OPNsense made the same move but from a different starting point: as of the 26.1 series, ISC-DHCP moved out to a plugin that installs automatically on upgrade (but isn't installed fresh on new installs — Kea and Dnsmasq are the defaults going forward). If you're doing a clean install today on either platform, you're landing on Kea by default. That's a good thing; Kea's HA support alone is worth it if you ever want two firewalls in a failover pair.

For DNS, both ship Unbound as the resolver and both support DNS-over-TLS forwarding upstream. There's no meaningful difference here — configure it once and forget about it.

VPN options: WireGuard and OpenVPN on both

Both firewalls run WireGuard and OpenVPN. pfSense added native WireGuard support directly into the base system a couple of releases back, so it shows up as a first-class interface type under Interfaces. OPNsense runs WireGuard through the os-wireguard plugin, which you install from the plugin manager — it takes two extra minutes but functions identically once it's in. If you're setting up road-warrior access to your home network, either one gets you there; I'd lean toward WireGuard over OpenVPN on a home box purely because config is simpler and throughput is noticeably better on modest hardware.

Which one should you actually install this weekend?

Don't overthink this one. A few honest heuristics:

  • Never touched either before? OPNsense's GUI groups related settings more intuitively for someone coming from a consumer router, and you don't have to think about a CE/Plus split.
  • Already comfortable with pfSense from work or a previous build? Stick with pfSense CE — the muscle memory and the massive volume of existing tutorials/forum answers make troubleshooting faster.
  • Want commercial support down the line? pfSense Plus on real Netgate hardware, or OPNsense Business Edition — both exist and both are legitimate paths if this stops being a hobby project.
  • Running specific packages you depend on? Check package availability first. Some third-party packages (Suricata, ACME, Zenarmor/Sensei) exist on both but with different maturity and default configs — don't assume feature parity package-for-package.

I've run both in production-adjacent home labs for years. Neither has ever fallen over on me on decent hardware. The thing that's bitten me more than any feature gap is exactly the licensing confusion above — someone builds a box, installs what they think is "the free version," and finds out eighteen months later they were on Plus and now can't move it to new hardware without paying. Settle that question before you install anything.

Frequently asked questions

Is pfSense or OPNsense better for a home network in 2026?

Both are more than capable for home use on the same hardware. OPNsense has the simpler licensing story since there's no CE/Plus split to navigate. pfSense CE is equally free and equally solid — the choice mostly comes down to GUI preference and which one you're already familiar with.

Can I still get pfSense Plus for free on my own hardware?

No.

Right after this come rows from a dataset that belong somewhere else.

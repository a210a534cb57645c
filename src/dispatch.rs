//! Message catalog, inbound dispatch and outbound command encoding
//!
//! Every message of this device uses class `0xFF`; the id selects the kind
//! and each kind has exactly one legal payload length.
//!
//! | id | len | message | direction |
//! |---|---|---|---|
//! | 0x02 | 2 | Ack(class, id) | in |
//! | 0x03 | 2 | Nack(class, id) | in |
//! | 0x21 | 80 | History record | in |
//! | 0x22 | 12 | Status snapshot | in (empty payload out) |
//! | 0x23 | 4 | Download started (expected count) | in (0/1 byte out) |
//! | 0x25 | 12 | Set recording config | out |
//! | 0x26 | 12 | Recording state change | in, ignored |
//! | 0x30 | 4 | Unlock memory | out |
//!
//! A frame with a known id but any other length is ignored. This keeps older
//! hosts working against newer payload variants; such frames are visible at
//! `debug` level.

use tracing::{debug, trace};

use crate::record::{RECORD_LEN, TelemetryRecord};
use crate::types::{AckMessage, Frame, NackMessage, RecordingConfig, StatusSnapshot, read};

/// Class byte shared by every message in the catalog.
pub const CLASS: u8 = 0xFF;

/// Message ids within [`CLASS`].
pub mod ids {
    pub const ACK: u8 = 0x02;
    pub const NACK: u8 = 0x03;
    pub const HISTORY_RECORD: u8 = 0x21;
    pub const STATUS: u8 = 0x22;
    pub const DOWNLOAD: u8 = 0x23;
    pub const RECORDING_CONFIG: u8 = 0x25;
    pub const STATE_CHANGE: u8 = 0x26;
    pub const UNLOCK_MEMORY: u8 = 0x30;
}

/// Payload byte that turns the download command into a cancel request.
pub const CANCEL_DOWNLOAD: u8 = 0xFF;

/// Kind of catalog entry
#[derive(Debug, Clone, Copy, PartialEq, Eq)]
pub enum MessageKind {
    Ack,
    Nack,
    HistoryRecord,
    Status,
    DownloadStarted,
    RecordingConfig,
    StateChange,
    UnlockMemory,
}

/// One row of the message catalog
#[derive(Debug, Clone, Copy, PartialEq, Eq)]
pub struct CatalogEntry {
    pub id: u8,
    pub len: u16,
    pub kind: MessageKind,
}

/// Inbound-length catalog for class [`CLASS`].
pub const CATALOG: &[CatalogEntry] = &[
    CatalogEntry { id: ids::ACK, len: 2, kind: MessageKind::Ack },
    CatalogEntry { id: ids::NACK, len: 2, kind: MessageKind::Nack },
    CatalogEntry { id: ids::HISTORY_RECORD, len: RECORD_LEN as u16, kind: MessageKind::HistoryRecord },
    CatalogEntry { id: ids::STATUS, len: 12, kind: MessageKind::Status },
    CatalogEntry { id: ids::DOWNLOAD, len: 4, kind: MessageKind::DownloadStarted },
    CatalogEntry { id: ids::RECORDING_CONFIG, len: 12, kind: MessageKind::RecordingConfig },
    CatalogEntry { id: ids::STATE_CHANGE, len: 12, kind: MessageKind::StateChange },
    CatalogEntry { id: ids::UNLOCK_MEMORY, len: 4, kind: MessageKind::UnlockMemory },
];

/// Look up the catalog entry for a class/id pair.
pub fn lookup(class: u8, id: u8) -> Option<&'static CatalogEntry> {
    if class != CLASS {
        return None;
    }
    CATALOG.iter().find(|entry| entry.id == id)
}

/// Typed inbound message
#[derive(Debug, Clone, PartialEq)]
pub enum Message {
    Ack(AckMessage),
    Nack(NackMessage),
    Status(StatusSnapshot),
    /// The device is about to stream `expected` history records
    DownloadStarted { expected: u32 },
    HistoryRecord(Box<TelemetryRecord>),
}

/// Map a verified frame to a typed message.
///
/// Returns `None` for unknown class/id pairs, known ids with an unexpected
/// length, and outbound-only or ignored kinds.
pub fn dispatch(frame: &Frame) -> Option<Message> {
    let Some(entry) = lookup(frame.class(), frame.id()) else {
        trace!("Ignoring unknown frame {:02X}/{:02X} len {}", frame.class(), frame.id(), frame.len());
        return None;
    };

    if frame.len() != entry.len {
        debug!(
            "Ignoring {:?} frame with length {} (expected {})",
            entry.kind,
            frame.len(),
            entry.len
        );
        return None;
    }

    let payload = frame.payload();
    let message = match entry.kind {
        MessageKind::Ack => {
            Message::Ack(AckMessage { echoed_class: payload[0], echoed_id: payload[1] })
        }
        MessageKind::Nack => {
            Message::Nack(NackMessage { echoed_class: payload[0], echoed_id: payload[1] })
        }
        MessageKind::Status => Message::Status(StatusSnapshot::decode(payload).ok()?),
        MessageKind::DownloadStarted => {
            let raw = read::<i32>(payload, 0).ok()?;
            if raw < 0 {
                debug!("Download start reported negative count {}, treating as unknown", raw);
            }
            Message::DownloadStarted { expected: raw.max(0) as u32 }
        }
        MessageKind::HistoryRecord => {
            Message::HistoryRecord(Box::new(TelemetryRecord::decode(payload).ok()?))
        }
        // Outbound-only or not acted on
        MessageKind::RecordingConfig | MessageKind::StateChange | MessageKind::UnlockMemory => {
            trace!("Ignoring inbound {:?} frame", entry.kind);
            return None;
        }
    };

    Some(message)
}

/// Outbound command
#[derive(Debug, Clone, Copy, PartialEq, Eq)]
pub enum Command {
    /// Request a [`StatusSnapshot`]
    QueryStatus,
    /// Begin streaming stored history records
    StartDownload,
    /// Ask the device to stop an in-progress download
    CancelDownload,
    /// Unlock protected memory with a 4-byte code
    UnlockMemory(u32),
    /// Configure standalone recording
    SetRecordingConfig(RecordingConfig),
}

impl Command {
    /// Message id this command is sent with.
    pub fn id(&self) -> u8 {
        match self {
            Command::QueryStatus => ids::STATUS,
            Command::StartDownload | Command::CancelDownload => ids::DOWNLOAD,
            Command::UnlockMemory(_) => ids::UNLOCK_MEMORY,
            Command::SetRecordingConfig(_) => ids::RECORDING_CONFIG,
        }
    }

    /// Command payload bytes.
    pub fn payload(&self) -> Vec<u8> {
        match self {
            Command::QueryStatus | Command::StartDownload => Vec::new(),
            Command::CancelDownload => vec![CANCEL_DOWNLOAD],
            Command::UnlockMemory(code) => code.to_le_bytes().to_vec(),
            Command::SetRecordingConfig(config) => config.to_payload().to_vec(),
        }
    }

    /// Build the command frame.
    pub fn to_frame(&self) -> Frame {
        Frame::from_verified(CLASS, self.id(), self.payload().into())
    }

    /// Encode the command to wire bytes.
    pub fn encode(&self) -> Vec<u8> {
        self.to_frame().encode()
    }

    /// Whether an Ack or Nack echoing `(class, id)` answers this command.
    pub fn is_answered_by(&self, echoed_class: u8, echoed_id: u8) -> bool {
        echoed_class == CLASS && echoed_id == self.id()
    }
}

#[cfg(test)]
mod tests {
    use super::*;
    use crate::test_utils::PayloadBuilder;

    fn frame(id: u8, payload: Vec<u8>) -> Frame {
        Frame::new(CLASS, id, payload).unwrap()
    }

    #[test]
    fn dispatches_ack_and_nack() {
        assert_eq!(
            dispatch(&frame(ids::ACK, vec![0xFF, 0x23])),
            Some(Message::Ack(AckMessage { echoed_class: 0xFF, echoed_id: 0x23 }))
        );
        assert_eq!(
            dispatch(&frame(ids::NACK, vec![0xFF, 0x30])),
            Some(Message::Nack(NackMessage { echoed_class: 0xFF, echoed_id: 0x30 }))
        );
    }

    #[test]
    fn dispatches_download_started() {
        let msg = dispatch(&frame(ids::DOWNLOAD, 3i32.to_le_bytes().to_vec()));
        assert_eq!(msg, Some(Message::DownloadStarted { expected: 3 }));

        let negative = dispatch(&frame(ids::DOWNLOAD, (-5i32).to_le_bytes().to_vec()));
        assert_eq!(negative, Some(Message::DownloadStarted { expected: 0 }));
    }

    #[test]
    fn dispatches_history_record() {
        let payload = PayloadBuilder::new().i32(24, -74_012_345).build();
        match dispatch(&frame(ids::HISTORY_RECORD, payload.to_vec())) {
            Some(Message::HistoryRecord(record)) => assert_eq!(record.lon_deg, -7.4012345),
            other => panic!("expected history record, got {other:?}"),
        }
    }

    #[test]
    fn dispatches_status() {
        let mut payload = vec![0u8; 12];
        payload[0] = 1;
        payload[2] = 0x03;
        match dispatch(&frame(ids::STATUS, payload)) {
            Some(Message::Status(status)) => {
                assert!(status.recording);
                assert!(status.security_enabled && status.security_unlocked);
            }
            other => panic!("expected status, got {other:?}"),
        }
    }

    #[test]
    fn ignores_length_mismatch_for_known_ids() {
        assert_eq!(dispatch(&frame(ids::ACK, vec![0xFF])), None);
        assert_eq!(dispatch(&frame(ids::STATUS, vec![0u8; 16])), None);
        assert_eq!(dispatch(&frame(ids::HISTORY_RECORD, vec![0u8; 79])), None);
        assert_eq!(dispatch(&frame(ids::DOWNLOAD, vec![0u8; 0])), None);
    }

    #[test]
    fn ignores_unknown_and_outbound_only() {
        assert_eq!(dispatch(&Frame::new(0x01, 0x07, vec![0u8; 92]).unwrap()), None);
        assert_eq!(dispatch(&frame(0x7E, vec![])), None);
        assert_eq!(dispatch(&frame(ids::UNLOCK_MEMORY, vec![0u8; 4])), None);
        assert_eq!(dispatch(&frame(ids::RECORDING_CONFIG, vec![0u8; 12])), None);
        assert_eq!(dispatch(&frame(ids::STATE_CHANGE, vec![0u8; 12])), None);
    }

    #[test]
    fn command_encoding() {
        assert_eq!(
            Command::StartDownload.encode(),
            vec![0xB5, 0x62, 0xFF, 0x23, 0x00, 0x00, 0x22, 0x65]
        );
        assert_eq!(Command::CancelDownload.payload(), vec![0xFF]);
        assert_eq!(Command::UnlockMemory(0x0102_0304).payload(), vec![0x04, 0x03, 0x02, 0x01]);
        assert_eq!(Command::SetRecordingConfig(RecordingConfig::default()).payload().len(), 12);
        assert_eq!(Command::QueryStatus.to_frame().id(), ids::STATUS);
    }

    #[test]
    fn download_commands_share_an_answer() {
        assert!(Command::StartDownload.is_answered_by(0xFF, 0x23));
        assert!(Command::CancelDownload.is_answered_by(0xFF, 0x23));
        assert!(!Command::StartDownload.is_answered_by(0xFF, 0x22));
        assert!(!Command::StartDownload.is_answered_by(0x06, 0x23));
    }
}
use crate::fmt::{ceprintln, BOLD, DIM, RESET};
use crate::parse;
use crate::stats::Totals;
use anyhow::{Context, Result};
use std::future::Future;
use std::io::Write;
use tokio::io::{AsyncBufRead, AsyncBufReadExt, BufReader};

pub struct RunArgs {
    pub every: usize,
    pub json: bool,
}

impl Default for RunArgs {
    fn default() -> Self {
        Self {
            every: 10,
            json: false,
        }
    }
}

pub async fn run(args: RunArgs) -> Result<()> {
    ceprintln!("{DIM}[logtally] reading access log from stdin — ctrl+c or end of input for the final report{RESET}");

    let reader = BufReader::new(tokio::io::stdin());
    let mut stdout = std::io::stdout();
    let (totals, lines) = accumulate(reader, &mut stdout, &args, shutdown_signal()).await?;

    ceprintln!(
        "{DIM}[logtally]{RESET} {BOLD}{lines}{RESET} {DIM}lines · {} tracked · {} bytes{RESET}",
        totals.tracked_hits(),
        totals.total_file_size
    );
    Ok(())
}

/// Resolves when ctrl+c arrives. A clean exit trigger, not an error; if the
/// handler cannot be installed the loop still terminates on end of input.
async fn shutdown_signal() {
    if tokio::signal::ctrl_c().await.is_err() {
        std::future::pending::<()>().await;
    }
}

/// Drive the accumulation loop. Each pass races the next line against
/// cancellation; a report goes out every `args.every` lines and once more on
/// termination. Stream exhaustion and cancellation land on the same path.
pub async fn accumulate<R, W, F>(
    reader: R,
    out: &mut W,
    args: &RunArgs,
    shutdown: F,
) -> Result<(Totals, u64)>
where
    R: AsyncBufRead + Unpin,
    W: Write,
    F: Future<Output = ()>,
{
    tokio::pin!(shutdown);
    let mut lines = reader.lines();
    let mut totals = Totals::new();
    let mut line_count: u64 = 0;

    loop {
        let line = tokio::select! {
            maybe = lines.next_line() => match maybe.context("reading input")? {
                Some(line) => line,
                None => break,
            },
            _ = &mut shutdown => break,
        };

        totals.apply(parse::parse_line(&line));
        line_count += 1;
        if line_count % args.every as u64 == 0 {
            emit_report(&totals, out, args.json)?;
        }
    }

    emit_report(&totals, out, args.json)?;
    Ok((totals, line_count))
}

fn emit_report(totals: &Totals, out: &mut impl Write, json: bool) -> Result<()> {
    if json {
        totals.write_json_report(out)
    } else {
        totals.write_report(out)
    }
}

Netgate discontinued the free Home+Lab download for third-party hardware in November 2023. Plus remains free only on Netgate-branded appliances and cloud marketplace images; on your own hardware it now requires a TAC subscription. pfSense CE remains fully free regardless of hardware.

What are the minimum hardware requirements?

Realistically, plan for a 64-bit x86 box with at least 4 GB RAM, a small SSD (16 GB+), and two Intel-chipset NICs for either platform. Both technically boot on less, but IDS/IPS, VPN, and package overhead eat into a bare-minimum box fast.

Do I need to know FreeBSD to run either firewall?

No. Both projects are designed to be configured entirely through the web GUI. Knowing your way around a FreeBSD shell helps for advanced troubleshooting, but day-to-day firewall/DHCP/VPN administration on either platform doesn't require it.

Which one has better VPN support?

Functionally equivalent. pfSense has WireGuard built into the base system as a native interface type; OPNsense adds it via the official os-wireguard plugin. Both also support OpenVPN and IPsec.

Can I migrate my configuration from pfSense to OPNsense (or vice versa)?

Not directly — the config.xml formats aren't cross-compatible. Plan on rebuilding rules, aliases, and VPN configs by hand if you switch platforms. It's a good excuse to clean up rules you've accumulated over the years anyway.